# THE TASK
Leave every entry as it is and write the data out in full.

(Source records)
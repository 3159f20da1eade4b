//! API route definitions.
//!
//! Every request first passes the global pipeline (method gate, then the
//! global rate limit). Route groups add their own stages through
//! `route_layer`, so they only run for requests that matched a route.

use axum::http::{HeaderValue, header};
use axum::{
    Router, middleware,
    routing::{get, post},
};
use tower_http::cors::{AllowOrigin, CorsLayer};
use tower_http::trace::{DefaultMakeSpan, DefaultOnRequest, DefaultOnResponse, TraceLayer};
use tracing::Level;

use crate::admission::{RATE_LIMIT_LIMIT, RATE_LIMIT_REMAINING, RATE_LIMIT_RESET};
use crate::auth::{Role, RoleGuard};
use crate::pipeline::{Pipeline, admit};

use super::error::ApiError;
use super::handlers;
use super::state::AppState;

/// Create the application router.
pub fn create_router(state: AppState) -> Router {
    // Tracing layer with request IDs and timing
    let trace_layer = TraceLayer::new_for_http()
        .make_span_with(DefaultMakeSpan::new().level(Level::INFO))
        .on_request(DefaultOnRequest::new().level(Level::INFO))
        .on_response(DefaultOnResponse::new().level(Level::INFO));

    let admission = &state.admission;
    let auth = &state.auth;

    let global = Pipeline::new()
        .shared(admission.method.clone())
        .shared(admission.global_limiter.clone());

    // Public routes
    let public_routes = Router::new()
        .route("/health", get(handlers::health))
        .with_state(state.clone());

    let login_routes = Router::new()
        .route("/api/auth/login", post(handlers::login))
        .route_layer(middleware::from_fn_with_state(
            Pipeline::new().shared(admission.sensitive_limiter.clone()),
            admit,
        ))
        .with_state(state.clone());

    let reader_routes = Router::new()
        .route("/api/posts", get(handlers::list_posts))
        .route_layer(middleware::from_fn_with_state(
            Pipeline::new().stage(auth.optional_authenticator()),
            admit,
        ))
        .with_state(state.clone());

    // Protected routes (require authentication)
    let member_routes = Router::new()
        .route("/api/posts", post(handlers::create_post))
        .route("/api/me", get(handlers::me))
        .route_layer(middleware::from_fn_with_state(
            Pipeline::new().stage(auth.authenticator()),
            admit,
        ))
        .with_state(state.clone());

    let owner_routes = Router::new()
        .route(
            "/api/users/{id}",
            get(handlers::get_user).post(handlers::update_user),
        )
        .route_layer(middleware::from_fn_with_state(
            Pipeline::new()
                .stage(auth.authenticator())
                .stage(RoleGuard::require_ownership("id")),
            admit,
        ))
        .with_state(state.clone());

    let moderation_routes = Router::new()
        .route("/api/comments/moderation", get(handlers::moderation_queue))
        .route_layer(middleware::from_fn_with_state(
            Pipeline::new()
                .stage(auth.authenticator())
                .stage(RoleGuard::require_min_role(Role::Teacher)),
            admit,
        ))
        .with_state(state.clone());

    let pin_routes = Router::new()
        .route("/api/posts/{id}/pin", post(handlers::pin_post))
        .route_layer(middleware::from_fn_with_state(
            Pipeline::new()
                .stage(auth.authenticator())
                .stage(RoleGuard::require_teacher_or_admin()),
            admit,
        ))
        .with_state(state.clone());

    // Admin routes (network allowlist, then admin role)
    let admin_routes = Router::new()
        .route("/api/admin/users", get(handlers::admin_list_users))
        .route_layer(middleware::from_fn_with_state(
            Pipeline::new()
                .shared(admission.allowlist.clone())
                .stage(auth.authenticator())
                .stage(RoleGuard::require_admin()),
            admit,
        ))
        .with_state(state.clone());

    let mut router = Router::new()
        .merge(public_routes)
        .merge(login_routes)
        .merge(reader_routes)
        .merge(member_routes)
        .merge(owner_routes)
        .merge(moderation_routes)
        .merge(pin_routes)
        .merge(admin_routes)
        .fallback(not_found)
        .layer(middleware::from_fn_with_state(global, admit));

    if state.admission_config.cors_enabled {
        router = router.layer(build_cors_layer(&state));
    }

    router.layer(trace_layer)
}

async fn not_found() -> ApiError {
    ApiError::not_found("Route not found")
}

/// Build the CORS layer from the configured origins.
///
/// With no configured origins every cross-origin request is denied.
fn build_cors_layer(state: &AppState) -> CorsLayer {
    let allowed_origins = &state.admission_config.allowed_origins;
    let methods = state.admission.method.allowed().to_vec();

    // Define allowed headers
    let headers = [header::AUTHORIZATION, header::CONTENT_TYPE, header::ACCEPT];

    let exposed = [
        RATE_LIMIT_LIMIT,
        RATE_LIMIT_REMAINING,
        RATE_LIMIT_RESET,
        header::RETRY_AFTER,
    ];

    let origins: Vec<HeaderValue> = allowed_origins
        .iter()
        .filter_map(|origin| {
            origin.parse::<HeaderValue>().ok().or_else(|| {
                tracing::warn!("CORS: Invalid origin in config: {}", origin);
                None
            })
        })
        .collect();

    if origins.is_empty() {
        tracing::warn!("CORS: No valid origins configured, denying all cross-origin requests");
        return CorsLayer::new()
            .allow_origin(AllowOrigin::exact(HeaderValue::from_static("null")))
            .allow_methods(methods);
    }

    CorsLayer::new()
        .allow_origin(origins)
        .allow_methods(methods)
        .allow_headers(headers)
        .expose_headers(exposed)
        .allow_credentials(true)
}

# OUTPUT FOR THIS EXERCISE
repository 3159f20da1eade4b
//! API route definitions.
//!
//! Every request first passes the global pipeline (method gate, then the
//! global rate limit). Route groups add their own stages through
//! `route_layer`, so they only run for requests that matched a route.

use axum::http::{HeaderValue, header};
use axum::{
    Router, middleware,
    routing::{get, post},
};
use tower_http::cors::{AllowOrigin, CorsLayer};
use tower_http::trace::{DefaultMakeSpan, DefaultOnRequest, DefaultOnResponse, TraceLayer};
use tracing::Level;

use crate::admission::{RATE_LIMIT_LIMIT, RATE_LIMIT_REMAINING, RATE_LIMIT_RESET};
use crate::auth::{Role, RoleGuard};
use crate::pipeline::{Pipeline, admit};

use super::error::ApiError;
use super::handlers;
use super::state::AppState;

/// Create the application router.
pub fn create_router(state: AppState) -> Router {
    // Tracing layer with request IDs and timing
    let trace_layer = TraceLayer::new_for_http()
        .make_span_with(DefaultMakeSpan::new().level(Level::INFO))
        .on_request(DefaultOnRequest::new().level(Level::INFO))
        .on_response(DefaultOnResponse::new().level(Level::INFO));

    let admission = &state.admission;
    let auth = &state.auth;

    let global = Pipeline::new()
        .shared(admission.method.clone())
        .shared(admission.global_limiter.clone());

    // Public routes
    let public_routes = Router::new()
        .route("/health", get(handlers::health))
        .with_state(state.clone());

    let login_routes = Router::new()
        .route("/api/auth/login", post(handlers::login))
        .route_layer(middleware::from_fn_with_state(
            Pipeline::new().shared(admission.sensitive_limiter.clone()),
            admit,
        ))
        .with_state(state.clone());

    let reader_routes = Router::new()
        .route("/api/posts", get(handlers::list_posts))
        .route_layer(middleware::from_fn_with_state(
            Pipeline::new().stage(auth.optional_authenticator()),
            admit,
        ))
        .with_state(state.clone());

    // Protected routes (require authentication)
    let member_routes = Router::new()
        .route("/api/posts", post(handlers::create_post))
        .route("/api/me", get(handlers::me))
        .route_layer(middleware::from_fn_with_state(
            Pipeline::new().stage(auth.authenticator()),
            admit,
        ))
        .with_state(state.clone());

    let owner_routes = Router::new()
        .route(
            "/api/users/{id}",
            get(handlers::get_user).post(handlers::update_user),
        )
        .route_layer(middleware::from_fn_with_state(
            Pipeline::new()
                .stage(auth.authenticator())
                .stage(RoleGuard::require_ownership("id")),
            admit,
        ))
        .with_state(state.clone());

    let moderation_routes = Router::new()
        .route("/api/comments/moderation", get(handlers::moderation_queue))
        .route_layer(middleware::from_fn_with_state(
            Pipeline::new()
                .stage(auth.authenticator())
                .stage(RoleGuard::require_min_role(Role::Teacher)),
            admit,
        ))
        .with_state(state.clone());

    let pin_routes = Router::new()
        .route("/api/posts/{id}/pin", post(handlers::pin_post))
        .route_layer(middleware::from_fn_with_state(
            Pipeline::new()
                .stage(auth.authenticator())
                .stage(RoleGuard::require_teacher_or_admin()),
            admit,
        ))
        .with_state(state.clone());

    // Admin routes (network allowlist, then admin role)
    let admin_routes = Router::new()
        .route("/api/admin/users", get(handlers::admin_list_users))
        .route_layer(middleware::from_fn_with_state(
            Pipeline::new()
                .shared(admission.allowlist.clone())
                .stage(auth.authenticator())
                .stage(RoleGuard::require_admin()),
            admit,
        ))
        .with_state(state.clone());

    let mut router = Router::new()
        .merge(public_routes)
        .merge(login_routes)
        .merge(reader_routes)
        .merge(member_routes)
        .merge(owner_routes)
        .merge(moderation_routes)
        .merge(pin_routes)
        .merge(admin_routes)
        .fallback(not_found)
        .layer(middleware::from_fn_with_state(global, admit));

    if state.admission_config.cors_enabled {
        router = router.layer(build_cors_layer(&state));
    }

    router.layer(trace_layer)
}

async fn not_found() -> ApiError {
    ApiError::not_found("Route not found")
}

/// Build the CORS layer from the configured origins.
///
/// With no configured origins every cross-origin request is denied.
fn build_cors_layer(state: &AppState) -> CorsLayer {
    let allowed_origins = &state.admission_config.allowed_origins;
    let methods = state.admission.method.allowed().to_vec();

    // Define allowed headers
    let headers = [header::AUTHORIZATION, header::CONTENT_TYPE, header::ACCEPT];

    let exposed = [
        RATE_LIMIT_LIMIT,
        RATE_LIMIT_REMAINING,
        RATE_LIMIT_RESET,
        header::RETRY_AFTER,
    ];

    let origins: Vec<HeaderValue> = allowed_origins
        .iter()
        .filter_map(|origin| {
            origin.parse::<HeaderValue>().ok().or_else(|| {
                tracing::warn!("CORS: Invalid origin in config: {}", origin);
                None
            })
        })
        .collect();

    if origins.is_empty() {
        tracing::warn!("CORS: No valid origins configured, denying all cross-origin requests");
        return CorsLayer::new()
            .allow_origin(AllowOrigin::exact(HeaderValue::from_static("null")))
            .allow_methods(methods);
    }

    CorsLayer::new()
        .allow_origin(origins)
        .allow_methods(methods)
        .allow_headers(headers)
        .expose_headers(exposed)
        .allow_credentials(true)
}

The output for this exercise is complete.